WHAT YOU NEED TO DO: Beneath this instruction is a block of data; output from it exactly the lines that run from the one containing "Self::default()" through the one containing "if let Some(key) = env_var(ENV_IDEMPOTENCY_KEY)", inclusive.

Stored data
┌──

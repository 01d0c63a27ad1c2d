//! Configuration management for the Xcatcher client
//!
//! Settings are layered: built-in defaults, then an optional TOML file
//! (`.xcat/config.toml` or an explicit path), then environment variables.
//! The CLI applies its own flags on top.

use serde::{Deserialize, Serialize};
use std::path::{Path, PathBuf};
use std::time::Duration;

use crate::{IdempotencyKey, Network, Result, XcatError};

pub const ENV_BASE: &str = "XCAT_BASE";
pub const ENV_API_KEY: &str = "XCAT_API_KEY";
pub const ENV_MODE: &str = "XCAT_MODE";
pub const ENV_USERS: &str = "XCAT_USERS";
pub const ENV_IDEMPOTENCY_KEY: &str = "XCAT_IDEMPOTENCY_KEY";
pub const ENV_NETWORK: &str = "X402_NETWORK";
pub const ENV_TXHASH: &str = "X402_TXHASH";
pub const ENV_SIGNATURE: &str = "X402_SIGNATURE";

/// Client configuration passed explicitly into the orchestrator
#[derive(Debug, Clone, Serialize, Deserialize)]
pub struct XcatConfig {
    /// Service base URL, without trailing slash
    #[serde(default = "default_base_url")]
    pub base_url: String,

    /// Bearer credential; never written back out
    #[serde(default, skip_serializing)]
    pub api_key: String,

    /// Crawl mode (`normal` is faster, `deep` is more thorough)
    #[serde(default = "default_mode")]
    pub mode: String,

    /// Accounts to crawl
    #[serde(default = "default_users")]
    pub users: Vec<String>,

    /// Stable key for create retries; generated per run when absent
    #[serde(default)]
    pub idempotency_key: Option<IdempotencyKey>,

    /// Settlement network, validated only when a payment is needed
    #[serde(default = "default_network")]
    pub network: String,

    /// Base transaction hash, available only after paying
    #[serde(default)]
    pub tx_hash: Option<String>,

    /// Solana signature, available only after paying
    #[serde(default)]
    pub signature: Option<String>,

    /// Directory the result file is written to
    #[serde(default = "default_output_dir")]
    pub output_dir: PathBuf,

    /// Result polling
    #[serde(default)]
    pub polling: PollingConfig,
}

/// Result polling parameters
#[derive(Debug, Clone, Serialize, Deserialize)]
pub struct PollingConfig {
    #[serde(default = "default_poll_interval_ms")]
    pub interval_ms: u64,

    #[serde(default = "default_poll_timeout_ms")]
    pub timeout_ms: u64,
}

impl PollingConfig {
    pub fn interval(&self) -> Duration {
        Duration::from_millis(self.interval_ms)
    }

    pub fn timeout(&self) -> Duration {
        Duration::from_millis(self.timeout_ms)
    }
}

// Default value providers
fn default_base_url() -> String {
    "https://xcatcher.top".to_string()
}

fn default_mode() -> String {
    "normal".to_string()
}

pub fn default_users() -> Vec<String> {
    ["elonmusk", "naval", "balajis", "pmarca", "sama", "a16z"]
        .iter()
        .map(|u| u.to_string())
        .collect()
}

fn default_network() -> String {
    "base".to_string()
}

fn default_poll_interval_ms() -> u64 {
    5_000
}

fn default_poll_timeout_ms() -> u64 {
    900_000
}

fn default_output_dir() -> PathBuf {
    PathBuf::from(".")
}

/// Split a comma-separated user list, trimming whitespace and a leading `@`
pub fn parse_users(raw: &str) -> Vec<String> {
    raw.split(',')
        .map(|u| u.trim().trim_start_matches('@').trim())
        .filter(|u| !u.is_empty())
        .map(str::to_string)
        .collect()
}

fn env_var(name: &str) -> Option<String> {
    std::env::var(name)
        .ok()
        .map(|v| v.trim().to_string())
        .filter(|v| !v.is_empty())
}

impl XcatConfig {
    /// Load configuration from a TOML file (if any) and the environment
    ///
    /// With `path == None`, `.xcat/config.toml` in the working directory is
    /// used when it exists.
    pub fn load(path: Option<&Path>) -> Result<Self> {
        let mut config = match path {
            Some(path) => Self::from_file(path)?,
            None => {
                let default_path = Path::new(".xcat/config.toml");
                if default_path.exists() {
                    Self::from_file(default_path)?
                } else {
                    Self::default()
                }
            }
        };
        config.apply_env();
        Ok(config)
    }

    /// Parse a TOML configuration file
    pub fn from_file(path: &Path) -> Result<Self> {
        let content = std::fs::read_to_string(path)?;
        let mut config: Self = toml::from_str(&content)
            .map_err(|e| XcatError::Config(format!("Failed to parse {}: {}", path.display(), e)))?;
        config.base_url = config.base_url.trim_end_matches('/').to_string();
        Ok(config)
    }

    /// Override settings from environment variables
    pub fn apply_env(&mut self) {
        if let Some(base) = env_var(ENV_BASE) {
            self.base_url = base.trim_end_matches('/').to_string();
        }
        if let Some(key) = env_var(ENV_API_KEY) {
            self.api_key = key;
        }
        if let Some(mode) = env_var(ENV_MODE) {
            self.mode = mode.to_lowercase();
        }
        if let Some(users) = env_var(ENV_USERS) {
            let parsed = parse_users(&users);
            if !parsed.is_empty() {
                self.users = parsed;
            }
        }
        if let Some(key) = env_var(ENV_IDEMPOTENCY_KEY) {
            self.idempotency_key = Some(IdempotencyKey::new(key));
        }
        if let Some(network) = env_var(ENV_NETWORK) {
            self.network = network.to_lowercase();
        }
        if let Some(tx_hash) = env_var(ENV_TXHASH) {
            self.tx_hash = Some(tx_hash);
        }
        if let Some(signature) = env_var(ENV_SIGNATURE) {
            self.signature = Some(signature);
        }
    }

    /// Reject configurations the client cannot run with
    pub fn validate(&self) -> Result<()> {
        if self.api_key.trim().is_empty() {
            return Err(XcatError::MissingApiKey);
        }
        if self.polling.interval_ms == 0 || self.polling.timeout_ms == 0 {
            return Err(XcatError::Config(
                "polling interval and timeout must be positive".to_string(),
            ));
        }
        Ok(())
    }

    /// Streamable HTTP MCP endpoint
    pub fn mcp_url(&self) -> String {
        format!("{}/mcp", self.base_url)
    }

    /// Account endpoint used for the balance check
    pub fn me_url(&self) -> String {
        format!("{}/api/v1/me", self.base_url)
    }

    /// Proof evidence supplied out-of-band for the given network
    pub fn evidence_for(&self, network: Network) -> Option<&str> {
        let evidence = match network {
            Network::Base => self.tx_hash.as_deref(),
            Network::Solana => self.signature.as_deref(),
        };
        evidence.map(str::trim).filter(|e| !e.is_empty())
    }

    /// Where the result of `task_id` is saved
    pub fn result_path(&self, task_id: crate::TaskId) -> PathBuf {
        self.output_dir.join(task_id.result_file_name())
    }
}

impl Default for XcatConfig {
    fn default() -> Self {
        Self {
            base_url: default_base_url(),
            api_key: String::new(),
            mode: default_mode(),
            users: default_users(),
            idempotency_key: None,
            network: default_network(),
            tx_hash: None,
            signature: None,
            polling: PollingConfig::default(),
            output_dir: default_output_dir(),
        }
    }
}

impl Default for PollingConfig {
    fn default() -> Self {
        Self {
            interval_ms: default_poll_interval_ms(),
            timeout_ms: default_poll_timeout_ms(),
        }
    }
}

#[cfg(test)]
mod tests {
    use super::*;
    use crate::TaskId;
    use std::sync::Mutex;

    // Mutex to prevent concurrent env var modifications
    static ENV_LOCK: Mutex<()> = Mutex::new(());

    const ALL_VARS: [&str; 8] = [
        ENV_BASE,
        ENV_API_KEY,
        ENV_MODE,
        ENV_USERS,
        ENV_IDEMPOTENCY_KEY,
        ENV_NETWORK,
        ENV_TXHASH,
        ENV_SIGNATURE,
    ];

    fn with_env_vars<F, R>(vars: &[(&str, &str)], f: F) -> R
    where
        F: FnOnce() -> R,
    {
        let _guard = ENV_LOCK.lock().unwrap_or_else(|e| e.into_inner());

        let originals: Vec<_> = ALL_VARS.iter().map(|k| (*k, std::env::var(k).ok())).collect();

        for key in ALL_VARS {
            std::env::remove_var(key);
        }
        for (key, value) in vars {
            std::env::set_var(key, value);
        }

        let result = f();

        for (key, original) in originals {
            match original {
                Some(v) => std::env::set_var(key, v),
                None => std::env::remove_var(key),
            }
        }

        result
    }

    #[test]
    fn test_defaults() {
        let config = XcatConfig::default();
        assert_eq!(config.base_url, "https://xcatcher.top");
        assert_eq!(config.mode, "normal");
        assert_eq!(config.network, "base");
        assert_eq!(config.users.len(), 6);
        assert_eq!(config.polling.interval(), Duration::from_secs(5));
        assert_eq!(config.polling.timeout(), Duration::from_secs(900));
        assert_eq!(config.mcp_url(), "https://xcatcher.top/mcp");
        assert_eq!(config.me_url(), "https://xcatcher.top/api/v1/me");
    }

    #[test]
    fn test_parse_users() {
        assert_eq!(parse_users(" @naval, sama ,,@a16z"), vec!["naval", "sama", "a16z"]);
        assert!(parse_users(" , ,").is_empty());
    }

    #[test]
    fn test_apply_env() {
        with_env_vars(
            &[
                (ENV_BASE, "https://example.test/ "),
                (ENV_API_KEY, " xc_live_abc "),
                (ENV_MODE, "DEEP"),
                (ENV_USERS, "@jack, vitalik"),
                (ENV_IDEMPOTENCY_KEY, "idem-1"),
                (ENV_NETWORK, "Solana"),
                (ENV_SIGNATURE, "5sig"),
            ],
            || {
                let mut config = XcatConfig::default();
                config.apply_env();
                assert_eq!(config.base_url, "https://example.test");
                assert_eq!(config.api_key, "xc_live_abc");
                assert_eq!(config.mode, "deep");
                assert_eq!(config.users, vec!["jack", "vitalik"]);
                assert_eq!(config.idempotency_key, Some(IdempotencyKey::new("idem-1")));
                assert_eq!(config.network, "solana");
                assert_eq!(config.evidence_for(Network::Solana), Some("5sig"));
                assert_eq!(config.evidence_for(Network::Base), None);
            },
        );
    }

    #[test]
    fn test_empty_user_list_keeps_defaults() {
        with_env_vars(&[(ENV_USERS, " , ")], || {
            let mut config = XcatConfig::default();
            config.apply_env();
            assert_eq!(config.users, default_users());
        });
    }

    #[test]
    fn test_validate_missing_api_key() {
        let config = XcatConfig::default();
        assert!(matches!(config.validate(), Err(XcatError::MissingApiKey)));
    }

    #[test]
    fn test_validate_polling() {
        let mut config = XcatConfig {
            api_key: "xc_live_abc".to_string(),
            ..XcatConfig::default()
        };
        assert!(config.validate().is_ok());

        config.polling.interval_ms = 0;
        assert!(matches!(config.validate(), Err(XcatError::Config(_))));
    }

    #[test]
    fn test_load_from_file() {
        let dir = tempfile::tempdir().unwrap();
        let path = dir.path().join("config.toml");
        std::fs::write(
            &path,
            r#"
base_url = "https://staging.xcatcher.top/"
mode = "deep"
users = ["naval"]
output_dir = "/tmp/results"

[polling]
interval_ms = 1000
"#,
        )
        .unwrap();

        with_env_vars(&[], || {
            let config = XcatConfig::load(Some(&path)).unwrap();
            assert_eq!(config.base_url, "https://staging.xcatcher.top");
            assert_eq!(config.mode, "deep");
            assert_eq!(config.users, vec!["naval"]);
            assert_eq!(config.polling.interval_ms, 1000);
            assert_eq!(config.polling.timeout_ms, 900_000);
            assert_eq!(
                config.result_path(TaskId(7)),
                PathBuf::from("/tmp/results/task_7.xlsx")
            );
        });
    }

    #[test]
    fn test_load_rejects_bad_toml() {
        let dir = tempfile::tempdir().unwrap();
        let path = dir.path().join("config.toml");
        std::fs::write(&path, "mode = [").unwrap();
        assert!(matches!(
            XcatConfig::from_file(&path),
            Err(XcatError::Config(_))
        ));
    }

    #[test]
    fn test_api_key_not_serialized() {
        let config = XcatConfig {
            api_key: "xc_live_secret".to_string(),
            ..XcatConfig::default()
        };
        let rendered = toml::to_string_pretty(&config).unwrap();
        assert!(!rendered.contains("xc_live_secret"));
    }
}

└──

SOLUTION:
                    Self::default()
                }
            }
        };
        config.apply_env();
        Ok(config)
    }

    /// Parse a TOML configuration file
    pub fn from_file(path: &Path) -> Result<Self> {
        let content = std::fs::read_to_string(path)?;
        let mut config: Self = toml::from_str(&content)
            .map_err(|e| XcatError::Config(format!("Failed to parse {}: {}", path.display(), e)))?;
        config.base_url = config.base_url.trim_end_matches('/').to_string();
        Ok(config)
    }

    /// Override settings from environment variables
    pub fn apply_env(&mut self) {
        if let Some(base) = env_var(ENV_BASE) {
            self.base_url = base.trim_end_matches('/').to_string();
        }
        if let Some(key) = env_var(ENV_API_KEY) {
            self.api_key = key;
        }
        if let Some(mode) = env_var(ENV_MODE) {
            self.mode = mode.to_lowercase();
        }
        if let Some(users) = env_var(ENV_USERS) {
            let parsed = parse_users(&users);
            if !parsed.is_empty() {
                self.users = parsed;
            }
        }
        if let Some(key) = env_var(ENV_IDEMPOTENCY_KEY) {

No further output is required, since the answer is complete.